外的要因には強く、内的要因には弱い

この十数年間の利益の回復を示すグラフを手に

では、なぜ燃費不正の問題は起きてしまったのでしょうか。

益子:会社というのは面白いもので、問題の原因が自分の中にではなく外にある場合、ものすごい力を発揮します。

 私自身も実際に体験してみて分かったことですが、リーマンショックや東日本大震災、タイの洪水、円高……。この10年間で本当にたくさんの危機に直面してきましたが、いずれも一致団結して乗り越えることができました。タイの洪水では部品メーカーの協力もあって、ものすごい力を発揮してくれましたし、東日本大震災の時は「工場を止めるな」と私が言ったら、早期復旧して稼働させてくれました。これは部品メーカーの方々から本当に喜ばれました。「三菱が動いてくれたからキャッシュフローが回りました」と。こんな力が今のMMCには付いているんです。

 でも会社というものは、自分で自分の問題を解決するのはものすごく弱い。「今、自分が変わるために何をしたらいいか?」という内なる問い掛けに対しては、なかなか答えを見つけられないものなのです。

 今回の燃費不正問題は、外的要因ではありません。自分自身の問題です。そのため、「自分たちで変わろうよ」と強力なリーダーシップを発揮してくれる人が現場から何人も出てくる、なんてことにはならない。しかも燃費不正問題の場合、根本的な原因は20数年前にまでさかのぼらないと見えてきませんでした。
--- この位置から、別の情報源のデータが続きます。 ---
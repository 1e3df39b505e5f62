use serde::{Deserialize, Serialize};
use thiserror::Error;

#[derive(Debug, Clone, Copy, PartialEq, Eq, Serialize, Deserialize)]
#[serde(rename_all = "snake_case")]
pub enum ErrorCode {
    NotFound,
    Validation,
    Conflict,
    Internal,
}

#[derive(Debug, Clone, Serialize, Deserialize, Error)]
#[error("{code:?}: {message}")]
pub struct ApiError {
    pub code: ErrorCode,
    pub message: String,
}

impl ApiError {
    pub fn new(code: ErrorCode, message: impl Into<String>) -> Self {
        Self {
            code,
            message: message.into(),
        }
    }
}
pub mod domain;
pub mod error;
pub mod protocol;
pub mod validation;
だから非常に複雑で根深かったのです。

 社内調査で私自身、(燃費不正を起こした)何人もの社員にインタビューをしました。そこで「ああ、そうか」と思ったのは、ある社員にこう言われた時です。「益子さんは、先輩から『これ(燃費の測定方法)はこういうふうにやるんだぞ』と言われて、『それは本当に法規に適合したやり方ですか?間違ってないですか?』と指摘できますか?」と。
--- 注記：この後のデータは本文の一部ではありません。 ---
use std::sync::Arc;

use assistant::{reply_to_customer, summarize_transcript, CompletionClient};
use shared::{
    domain::{ChatTurn, CustomerContact, CustomerId, CustomerIssue, Notice, Page},
    error::{ApiError, ErrorCode},
    protocol::{Interaction, MutationResponse, NavAction, PageView, UpdateIssueRequest},
    validation::validate_contact,
};
use storage::{is_unique_violation, Storage};
use tracing::{error, info, warn};

pub mod session;

pub use session::{PageEvent, SessionContext, TransitionError};

pub const DUPLICATE_CONTACT: &str = "Email or Phone already exists. Please use unique values.";
pub const ESCALATION_SAVED: &str = "Your chat history has been saved for further review.";
pub const BLANK_PHONE: &str = "Please enter a valid phone number.";
pub const NO_PREVIOUS_ISSUE: &str = "No previous issue found for the provided phone number.";
pub const NO_ISSUE_RECORDED: &str = "No issue has been recorded for this phone number yet.";

#[derive(Clone)]
pub struct ApiContext {
    pub storage: Storage,
    pub assistant: Arc<dyn CompletionClient>,
}

impl ApiContext {
    pub fn new(storage: Storage, assistant: Arc<dyn CompletionClient>) -> Self {
        Self { storage, assistant }
    }
}

/// Draws the current page, redirecting a customer-less chat page back to intake.
pub fn render(session: &mut SessionContext) -> Interaction {
    let notices = session.enforce_chat_guard().into_iter().collect();
    Interaction {
        view: view_for(session, None),
        notices,
    }
}

pub fn navigate(session: &mut SessionContext, action: NavAction) -> Result<Interaction, ApiError> {
    let page = session
        .apply(PageEvent::Navigate(action))
        .map_err(transition)?;
    let mut interaction = render(session);
    interaction.notices.insert(
        0,
        Notice::success(format!("Navigating to '{}' page...", page.title())),
    );
    Ok(interaction)
}

/// New-issue form submit: validate, create the record, and open the chat for it.
pub async fn submit_intake(
    ctx: &ApiContext,
    session: &mut SessionContext,
    form: &CustomerContact,
) -> Result<Interaction, ApiError> {
    ensure_page(session, Page::NewIssue, "submit_intake")?;
    let contact =
        validate_contact(form).map_err(|e| ApiError::new(ErrorCode::Validation, e.to_string()))?;

    let customer_id = ctx.storage.create_record(&contact).await.map_err(|err| {
        if is_unique_violation(&err) {
            ApiError::new(ErrorCode::Conflict, DUPLICATE_CONTACT)
        } else {
            let cause = format!("{err:#}");
            error!(error = %cause, "intake insert failed");
            ApiError::new(ErrorCode::Internal, format!("Unexpected error: {cause}"))
        }
    })?;

    session
        .apply(PageEvent::IntakeAccepted(customer_id))
        .map_err(transition)?;
    info!(customer_id = customer_id.0, "intake accepted");
    Ok(render(session))
}

/// Appends the customer's message and the assistant's single-turn reply. Blank input is ignored.
pub async fn send_chat_message(
    ctx: &ApiContext,
    session: &mut SessionContext,
    message: &str,
) -> Result<Interaction, ApiError> {
    if let Some(interaction) = redirect_without_customer(session) {
        return Ok(interaction);
    }
    ensure_page(session, Page::IssueManagement, "send_chat_message")?;

    if message.trim().is_empty() {
        return Ok(render(session));
    }

    session.push_turn(ChatTurn::customer(message));
    let reply = reply_to_customer(ctx.assistant.as_ref(), message).await;
    session.push_turn(ChatTurn::assistant(reply));
    Ok(render(session))
}

/// Summarizes the customer's side of the chat onto their record, then closes the chat.
pub async fn escalate(
    ctx: &ApiContext,
    session: &mut SessionContext,
) -> Result<Interaction, ApiError> {
    if let Some(interaction) = redirect_without_customer(session) {
        return Ok(interaction);
    }
    ensure_page(session, Page::IssueManagement, "escalate")?;
    let Some(customer_id) = session.customer_id() else {
        return Err(ApiError::new(
            ErrorCode::Internal,
            "chat session has no customer",
        ));
    };

    let summary = summarize_transcript(ctx.assistant.as_ref(), &session.customer_text()).await;
    let rows_affected = ctx
        .storage
        .set_issue_text(customer_id, &summary)
        .await
        .map_err(|err| {
            let cause = format!("{err:#}");
            error!(customer_id = customer_id.0, error = %cause, "escalation save failed");
            ApiError::new(
                ErrorCode::Internal,
                format!("Error saving chat history: {cause}"),
            )
        })?;

    if rows_affected == 0 {
        warn!(
            customer_id = customer_id.0,
            "customer record is gone; escalation summary was not stored"
        );
    }
    session.apply(PageEvent::Escalated).map_err(transition)?;
    info!(customer_id = customer_id.0, rows_affected, "chat escalated");
    let mut interaction = render(session);
    interaction.notices.push(Notice::success(ESCALATION_SAVED));
    Ok(interaction)
}

/// Existing-issue form submit.
pub async fn lookup_existing_issue(
    ctx: &ApiContext,
    session: &mut SessionContext,
    phone: &str,
) -> Result<Interaction, ApiError> {
    ensure_page(session, Page::ExistingIssue, "lookup_existing_issue")?;

    let phone = phone.trim();
    if phone.is_empty() {
        return Ok(existing_issue(None, Some(Notice::warning(BLANK_PHONE))));
    }

    let found = ctx.storage.find_by_phone(phone).await.map_err(internal)?;
    Ok(match found {
        Some(lookup) => match lookup.issue {
            Some(issue) => existing_issue(Some(issue), None),
            None => existing_issue(None, Some(Notice::warning(NO_ISSUE_RECORDED))),
        },
        None => existing_issue(None, Some(Notice::warning(NO_PREVIOUS_ISSUE))),
    })
}

pub async fn list_issues(ctx: &ApiContext) -> Result<Vec<CustomerIssue>, ApiError> {
    ctx.storage.list_records().await.map_err(internal)
}

/// Operator edit of every field. An unknown id affects no rows.
pub async fn update_issue(
    ctx: &ApiContext,
    customer_id: CustomerId,
    req: &UpdateIssueRequest,
) -> Result<MutationResponse, ApiError> {
    let contact = validate_contact(&CustomerContact {
        first_name: req.first_name.clone(),
        last_name: req.last_name.clone(),
        email: req.email.clone(),
        phone: req.phone.clone(),
    })
    .map_err(|e| ApiError::new(ErrorCode::Validation, e.to_string()))?;
    let issue = req
        .issue
        .as_deref()
        .map(str::trim)
        .filter(|issue| !issue.is_empty());

    let rows_affected = ctx
        .storage
        .update_record(customer_id, &contact, issue)
        .await
        .map_err(|err| {
            if is_unique_violation(&err) {
                ApiError::new(ErrorCode::Conflict, DUPLICATE_CONTACT)
            } else {
                internal(err)
            }
        })?;
    info!(customer_id = customer_id.0, rows_affected, "issue record updated");
    Ok(MutationResponse { rows_affected })
}

pub async fn set_issue(
    ctx: &ApiContext,
    customer_id: CustomerId,
    text: &str,
) -> Result<MutationResponse, ApiError> {
    let rows_affected = ctx
        .storage
        .set_issue_text(customer_id, text)
        .await
        .map_err(internal)?;
    Ok(MutationResponse { rows_affected })
}

pub async fn delete_issue(
    ctx: &ApiContext,
    customer_id: CustomerId,
) -> Result<MutationResponse, ApiError> {
    let rows_affected = ctx
        .storage
        .delete_record(customer_id)
        .await
        .map_err(internal)?;
    info!(customer_id = customer_id.0, rows_affected, "issue record deleted");
    Ok(MutationResponse { rows_affected })
}

fn view_for(session: &SessionContext, previous_issue: Option<String>) -> PageView {
    match session.page() {
        Page::Home => PageView::Home,
        Page::NewIssue => PageView::NewIssue,
        Page::IssueManagement => match session.customer_id() {
            Some(customer_id) => PageView::IssueManagement {
                customer_id,
                transcript: session.transcript().to_vec(),
            },
            None => PageView::NewIssue,
        },
        Page::ExistingIssue => PageView::ExistingIssue { previous_issue },
    }
}

fn existing_issue(previous_issue: Option<String>, notice: Option<Notice>) -> Interaction {
    Interaction {
        view: PageView::ExistingIssue { previous_issue },
        notices: notice.into_iter().collect(),
    }
}

fn redirect_without_customer(session: &mut SessionContext) -> Option<Interaction> {
    let notice = session.enforce_chat_guard()?;
    Some(Interaction {
        view: view_for(session, None),
        notices: vec![notice],
    })
}

fn ensure_page(session: &SessionContext, expected: Page, action: &str) -> Result<(), ApiError> {
    if session.page() == expected {
        return Ok(());
    }
    Err(ApiError::new(
        ErrorCode::Conflict,
        format!("'{action}' is not available on the {} page", session.page()),
    ))
}

fn transition(err: TransitionError) -> ApiError {
    ApiError::new(ErrorCode::Conflict, err.to_string())
}

fn internal(err: anyhow::Error) -> ApiError {
    let message = format!("{err:#}");
    error!(error = %message, "storage failure");
    ApiError::new(ErrorCode::Internal, message)
}

#[cfg(test)]
#[path = "tests/lib_tests.rs"]
mod tests;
 確かに、先輩にこうするんだと教えられたら普通は聞き返しません。まさか先輩が法規に反したやり方を教えるなんて思わないですから。法規に反したやり方を最初に始めた人がいなければ、この問題は起きていなかったでしょう。当時の人はもう会社にいませんから、どうしてそんなことをしたのか聞くこともできませんでした。


「できないとは絶対に言うな」はまずかった

でも2005年、新人社員が「この測定方法は規則に反しているのではないか」との提言書を会社に出しました。自ら変わるチャンスでしたが……。

益子:その提言書は結局、社内に展開されることはなく狭いサークル内で話が終わってしまいました。非常に残念です。その時に出ていれば(会社を)変えられたし、少なくとも12年前には手を打てていたはずですから。

なぜ情報が経営トップまで上がってこなかったのでしょうか。

益子:事を荒立てたくない。今やっていることを否定したくない。事なかれ主義。こうした考え方を生んでいたのが、MMCの中で長い時間をかけて形成されてきた「たこつぼ文化」だったのではないかと思います。若い時から「上司には『できない』ではなく『答え』を持ってこい」と教育されてきたと聞いています。

 このこと自体は全面否定できません。部下が常に「できない」と言っていたら、何も進歩しませんから。ただ、「工夫して答えを探してみなさい」は分かるけど、「できないとは絶対に言うな」になってしまうのが良くなかった。

 今回の問題で、財政的な問題では見えなかった内なる問題点が浮き彫りにされました。その部分を今、相当の力を入れて改革しています。